Babies who have visual impairment have few behaviours with which they can initiate social exchange. They do not

  • initiate contact by smiling
  • initiate affectionate games
  • produce many spontaneous vocalisations or
  • indicate with gestures the desire to be held.

A baby who has visual impairment may depend on physical contact to initiate interaction. As the baby will not be independently mobile, the baby is only able to initiate when a caregiver has made him- or herself available.

There is some evidence that mothers respond less to the initiations of babies who have visual impairment than to those of their sighted babies.

A difficulty here is that mothers look less at their babies who have visual impairment than at their sighted babies. Thus, they may miss some of the cues that their babies who have visual impairment do send.

This may be very significant, as the baby’s cues are likely to consist of movements; see the section on Communicative movement and early gesture.
 

Joint attention

Being able to pay attention to the same thing as another person is essential for effective communication. This ability typically develops before the baby is 12 months old and is closely linked with the development of intentional communication, which is discussed in the next section.

In order to attend jointly, the baby must be able to

  • shift attention from an object to a person and back again
  • understand whether the other person is focussing on the item of interest.

Before the sighted baby has learned to establish joint attention and communicate with intention, caregivers are able to attend to what the baby is interested in by following the baby’s gaze.
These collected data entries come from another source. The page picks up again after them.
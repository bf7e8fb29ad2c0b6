pub mod repository;
pub mod view_model;

pub use view_model::LoginViewModel;
use crate::api::{Claims, Role};

#[derive(Debug, Clone, Copy, PartialEq, Eq)]
pub enum Route {
    Login,
    MyRequests,
    PendingRequests,
}

impl Route {
    pub fn path(&self) -> &'static str {
        match self {
            Route::Login => "/login",
            Route::MyRequests => "/leave",
            Route::PendingRequests => "/leave/manager",
        }
    }

    /// The route actually shown when `self` is requested by the holder of
    /// `claims` (`None` when signed out).
    pub fn resolve(self, claims: Option<&Claims>) -> Route {
        let Some(claims) = claims else {
            return Route::Login;
        };
        match (self, claims.role()) {
            (Route::Login, Role::Manager) | (Route::MyRequests, Role::Manager) => {
                Route::PendingRequests
            }
            (Route::Login, Role::Employee) | (Route::PendingRequests, Role::Employee) => {
                Route::MyRequests
            }
            (route, _) => route,
        }
    }
}
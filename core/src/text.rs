/// Upper-cases the first letter of every word, leaving the rest untouched.
pub fn title_case(value: &str) -> String {
    let mut out = String::with_capacity(value.len());
    let mut at_word_start = true;
    for ch in value.chars() {
        if at_word_start && ch.is_ascii_lowercase() {
            out.push(ch.to_ascii_uppercase());
        } else {
            out.push(ch);
        }
        at_word_start = !ch.is_ascii_alphanumeric() && ch != '_';
    }
    out
}

#[cfg(test)]
mod tests {
    use super::*;

    #[test]
    fn capitalises_each_word() {
        assert_eq!(title_case("annual"), "Annual");
        assert_eq!(title_case("sick leave"), "Sick Leave");
        assert_eq!(title_case("pending"), "Pending");
    }

    #[test]
    fn keeps_existing_capitals_and_punctuation() {
        assert_eq!(title_case("Casual"), "Casual");
        assert_eq!(title_case("half-day"), "Half-Day");
        assert_eq!(title_case(""), "");
    }

    #[test]
    fn only_ascii_letters_and_digits_continue_a_word() {
        assert_eq!(title_case("éa"), "éA");
        assert_eq!(title_case("snake_case"), "Snake_case");
        assert_eq!(title_case("2nd half"), "2nd Half");
    }
}
use crate::{
    api::{decode_claims, Claims},
    router::Route,
    utils::storage::{SessionStore, StorageError},
};

#[derive(Debug, Clone, Default)]
pub struct AuthState {
    pub claims: Option<Claims>,
}

impl AuthState {
    /// A stored token that cannot be decoded counts as signed out.
    pub fn from_session(store: &dyn SessionStore) -> Result<Self, StorageError> {
        let claims = store.get_token()?.as_deref().and_then(decode_claims);
        Ok(Self { claims })
    }

    pub fn route_for(&self, requested: Route) -> Route {
        requested.resolve(self.claims.as_ref())
    }
}
use chrono::{DateTime, NaiveDate};
use leavedesk_core::AllocationError;
use serde::{de, Deserialize, Deserializer, Serialize};
use serde_json::Value;

#[derive(Debug, Clone, Serialize, Deserialize)]
#[serde(rename_all = "camelCase")]
pub struct LoginRequest {
    pub user_name: String,
    pub password: String,
}

#[derive(Debug, Clone, Serialize, Deserialize)]
pub struct LoginResponse {
    pub token: String,
}

/// Payload of the session token, as issued by the backend.
#[derive(Debug, Clone, PartialEq, Serialize, Deserialize)]
#[serde(rename_all = "camelCase")]
pub struct Claims {
    #[serde(default, deserialize_with = "optional_id")]
    pub user_id: Option<String>,
    #[serde(default)]
    pub name: Option<String>,
    #[serde(default)]
    pub role_name: Option<String>,
}

impl Claims {
    pub fn role(&self) -> Role {
        self.role_name
            .as_deref()
            .map(Role::from_claim)
            .unwrap_or(Role::Employee)
    }

    pub fn display_name(&self) -> &str {
        self.name.as_deref().unwrap_or("unknown")
    }
}

#[derive(Debug, Clone, Copy, PartialEq, Eq)]
pub enum Role {
    Employee,
    Manager,
}

impl Role {
    /// Backend role names; employees are issued the "Accountant" role.
    pub fn from_claim(value: &str) -> Self {
        if value.eq_ignore_ascii_case("manager") {
            Role::Manager
        } else {
            Role::Employee
        }
    }
}

#[derive(Debug, Clone, Serialize, Deserialize)]
#[serde(rename_all = "camelCase")]
pub struct LeaveBalanceResponse {
    pub leave_type: String,
    pub leave_balance: f64,
}

#[derive(Debug, Clone, Serialize, Deserialize)]
#[serde(rename_all = "camelCase")]
pub struct EmployeeResponse {
    pub first_name: String,
    pub last_name: String,
    #[serde(rename = "Leaves", default)]
    pub leaves: Vec<LeaveBalanceResponse>,
}

impl EmployeeResponse {
    pub fn full_name(&self) -> String {
        format!("{} {}", self.first_name, self.last_name)
    }
}

#[derive(Debug, Clone, Serialize, Deserialize)]
#[serde(rename_all = "camelCase")]
pub struct LeaveRequestResponse {
    #[serde(deserialize_with = "required_id")]
    pub id: String,
    pub leave_type: String,
    #[serde(deserialize_with = "iso_date")]
    pub from_date: NaiveDate,
    #[serde(deserialize_with = "iso_date")]
    pub to_date: NaiveDate,
    pub status: String,
    #[serde(rename = "EmployeeId", default, deserialize_with = "optional_id")]
    pub employee_id: Option<String>,
    #[serde(rename = "Employee", default)]
    pub employee: Option<EmployeeResponse>,
}

impl LeaveRequestResponse {
    pub fn status(&self) -> Option<LeaveStatus> {
        LeaveStatus::from_wire(&self.status)
    }
}

#[derive(Debug, Clone, Serialize, Deserialize)]
#[serde(rename_all = "camelCase")]
pub struct CreateLeaveRequest {
    pub leave_type: String,
    pub from_date: NaiveDate,
    pub to_date: NaiveDate,
}

#[derive(Debug, Clone, Copy, PartialEq, Eq, Serialize, Deserialize)]
#[serde(rename_all = "lowercase")]
pub enum LeaveStatus {
    Pending,
    Approved,
    Rejected,
}

impl LeaveStatus {
    pub fn from_wire(value: &str) -> Option<Self> {
        match value.trim().to_ascii_lowercase().as_str() {
            "pending" => Some(LeaveStatus::Pending),
            "approved" => Some(LeaveStatus::Approved),
            "rejected" => Some(LeaveStatus::Rejected),
            _ => None,
        }
    }

    pub fn as_str(&self) -> &'static str {
        match self {
            LeaveStatus::Pending => "pending",
            LeaveStatus::Approved => "approved",
            LeaveStatus::Rejected => "rejected",
        }
    }
}

#[derive(Debug, Clone, Serialize, Deserialize)]
pub struct UpdateLeaveStatus {
    pub status: LeaveStatus,
}

#[derive(Debug, Clone, PartialEq, Serialize, Deserialize)]
pub struct ApiError {
    pub error: String,
    #[serde(default = "unknown_code")]
    pub code: String,
    #[serde(default, skip_serializing_if = "Option::is_none")]
    pub details: Option<Value>,
}

fn unknown_code() -> String {
    "UNKNOWN".to_string()
}

impl std::fmt::Display for ApiError {
    fn fmt(&self, f: &mut std::fmt::Formatter<'_>) -> std::fmt::Result {
        write!(f, "{}", self.error)
    }
}

impl std::error::Error for ApiError {}

impl From<AllocationError> for ApiError {
    fn from(error: AllocationError) -> Self {
        Self {
            error: error.to_string(),
            code: "VALIDATION_ERROR".to_string(),
            details: Some(serde_json::json!({ "check": error.code() })),
        }
    }
}

impl ApiError {
    pub fn validation(msg: impl Into<String>) -> Self {
        Self {
            error: msg.into(),
            code: "VALIDATION_ERROR".to_string(),
            details: None,
        }
    }

    pub fn unknown(msg: impl Into<String>) -> Self {
        Self {
            error: msg.into(),
            code: "UNKNOWN".to_string(),
            details: None,
        }
    }

    pub fn request_failed(msg: impl Into<String>) -> Self {
        Self {
            error: msg.into(),
            code: "REQUEST_FAILED".to_string(),
            details: None,
        }
    }

    pub fn unauthorized(msg: impl Into<String>) -> Self {
        Self {
            error: msg.into(),
            code: "UNAUTHORIZED".to_string(),
            details: None,
        }
    }

    pub fn is_unauthorized(&self) -> bool {
        self.code == "UNAUTHORIZED"
    }
}

fn id_from_value<E: de::Error>(value: Value) -> Result<Option<String>, E> {
    match value {
        Value::Null => Ok(None),
        Value::String(s) => Ok(Some(s)),
        Value::Number(n) => Ok(Some(n.to_string())),
        other => Err(E::custom(format!("expected string or number id, got {}", other))),
    }
}

fn required_id<'de, D>(deserializer: D) -> Result<String, D::Error>
where
    D: Deserializer<'de>,
{
    id_from_value(Value::deserialize(deserializer)?)?
        .ok_or_else(|| de::Error::custom("id must not be null"))
}

fn optional_id<'de, D>(deserializer: D) -> Result<Option<String>, D::Error>
where
    D: Deserializer<'de>,
{
    id_from_value(Value::deserialize(deserializer)?)
}

// The backend stores DATEONLY columns but some deployments serialise them as
// full timestamps.
fn iso_date<'de, D>(deserializer: D) -> Result<NaiveDate, D::Error>
where
    D: Deserializer<'de>,
{
    let raw = String::deserialize(deserializer)?;
    if let Ok(date) = NaiveDate::parse_from_str(&raw, "%Y-%m-%d") {
        return Ok(date);
    }
    DateTime::parse_from_rfc3339(&raw)
        .map(|timestamp| timestamp.date_naive())
        .map_err(|_| de::Error::custom(format!("invalid ISO date: {}", raw)))
}

#[cfg(test)]
mod tests {
    use super::*;
    use serde_json::json;

    #[test]
    fn serialize_login_request_camel_case_fields() {
        let req = LoginRequest {
            user_name: "jdoe".into(),
            password: "secret".into(),
        };
        let v = serde_json::to_value(&req).unwrap();
        assert_eq!(v, json!({ "userName": "jdoe", "password": "secret" }));
    }

    #[test]
    fn serialize_create_leave_request_uses_plain_dates() {
        let req = CreateLeaveRequest {
            leave_type: "annual".into(),
            from_date: NaiveDate::from_ymd_opt(2024, 1, 8).unwrap(),
            to_date: NaiveDate::from_ymd_opt(2024, 1, 12).unwrap(),
        };
        let v = serde_json::to_value(&req).unwrap();
        assert_eq!(v["leaveType"], json!("annual"));
        assert_eq!(v["fromDate"], json!("2024-01-08"));
        assert_eq!(v["toDate"], json!("2024-01-12"));
    }

    #[test]
    fn deserialize_manager_view_of_leave_request() {
        let value = json!({
            "id": 42,
            "leaveType": "annual",
            "fromDate": "2024-01-08",
            "toDate": "2024-01-12T00:00:00.000Z",
            "status": "pending",
            "EmployeeId": 7,
            "Employee": {
                "firstName": "Jane",
                "lastName": "Doe",
                "Leaves": [{ "leaveType": "annual", "leaveBalance": 10 }]
            }
        });
        let req: LeaveRequestResponse = serde_json::from_value(value).unwrap();
        assert_eq!(req.id, "42");
        assert_eq!(req.employee_id.as_deref(), Some("7"));
        assert_eq!(req.to_date, NaiveDate::from_ymd_opt(2024, 1, 12).unwrap());
        assert_eq!(req.status(), Some(LeaveStatus::Pending));
        let employee = req.employee.unwrap();
        assert_eq!(employee.full_name(), "Jane Doe");
        assert_eq!(employee.leaves[0].leave_balance, 10.0);
    }

    #[test]
    fn deserialize_employee_view_without_employee_block() {
        let value = json!({
            "id": "r-1",
            "leaveType": "sick",
            "fromDate": "2024-02-01",
            "toDate": "2024-02-02",
            "status": "approved"
        });
        let req: LeaveRequestResponse = serde_json::from_value(value).unwrap();
        assert!(req.employee.is_none());
        assert!(req.employee_id.is_none());
        assert_eq!(req.status().map(|s| s.as_str()), Some("approved"));
    }

    #[test]
    fn rejects_malformed_dates() {
        let value = json!({
            "id": "r-1",
            "leaveType": "sick",
            "fromDate": "tomorrow",
            "toDate": "2024-02-02",
            "status": "approved"
        });
        assert!(serde_json::from_value::<LeaveRequestResponse>(value).is_err());
    }

    #[test]
    fn update_status_serializes_lower_case() {
        let v = serde_json::to_value(UpdateLeaveStatus {
            status: LeaveStatus::Rejected,
        })
        .unwrap();
        assert_eq!(v, json!({ "status": "rejected" }));
    }

    #[test]
    fn claims_map_role_names() {
        let claims: Claims = serde_json::from_value(json!({
            "userId": 3,
            "name": "Jane Doe",
            "roleName": "Manager"
        }))
        .unwrap();
        assert_eq!(claims.user_id.as_deref(), Some("3"));
        assert_eq!(claims.role(), Role::Manager);
        assert_eq!(Role::from_claim("Accountant"), Role::Employee);
    }

    #[test]
    fn allocation_errors_become_validation_errors() {
        let err = ApiError::from(AllocationError::ZeroBalance {
            leave_type: "Annual".into(),
        });
        assert_eq!(err.code, "VALIDATION_ERROR");
        assert_eq!(
            err.error,
            "Cannot perform allocation: The leave type \"Annual\" has zero days."
        );
        assert_eq!(err.details, Some(json!({ "check": "ZERO_BALANCE" })));
    }
}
They can then bring the object of interest to the baby, or take the baby to the object.

By about 9 months of age, sighted babies can follow an adult's gaze: they can attend to the same thing as the caregiver. They then learn how to establish joint attention with another person. With very little or no vision, learning how to establish joint attention with another person on an item of interest may be difficult for babies who have visual impairment.

All three steps present major barriers to babies who have visual impairment: they

  • may be unaware of the presence of things to be interested in
  • may be unaware that there is another person present whose attention could be drawn to any item of interest
  • are unable to draw another person’s attention to an item of interest by transferring their gaze from the person to the item, which is how sighted babies achieve this.

Babies who have visual impairment may not find it as difficult to pay joint attention to an item when it is the caregiver who initiates this. However, when another person initiates joint attention, it is likely that the baby will only jointly attend to an item that is of very real interest.

It must also be pointed out that responding to another person’s attempt to establish joint attention is very different from taking the initiative and establishing joint attention yourself.

It is likely that difficulties with joint attention result in it being more difficult for babies who have visual impairment to learn the words for objects, people, events and activities. Sighted babies begin to learn what some frequently-used words mean because they repeatedly hear each word as they see the appropriate object, person, event or activity.

However, the difficulties with learning what words mean may not be as significant as the difficulties with establishing joint attention. Joint attention is a crucial communication skill; being without it leads to the social communication difficulties typical of children with autism.
 

Intentional communication

It is not always easy to determine whether a baby can communicate intentionally. Perhaps the most obvious context for observing intentional communication is that of requesting. The ability to request an item is closely related to that of establishing joint attention, discussed in the previous section.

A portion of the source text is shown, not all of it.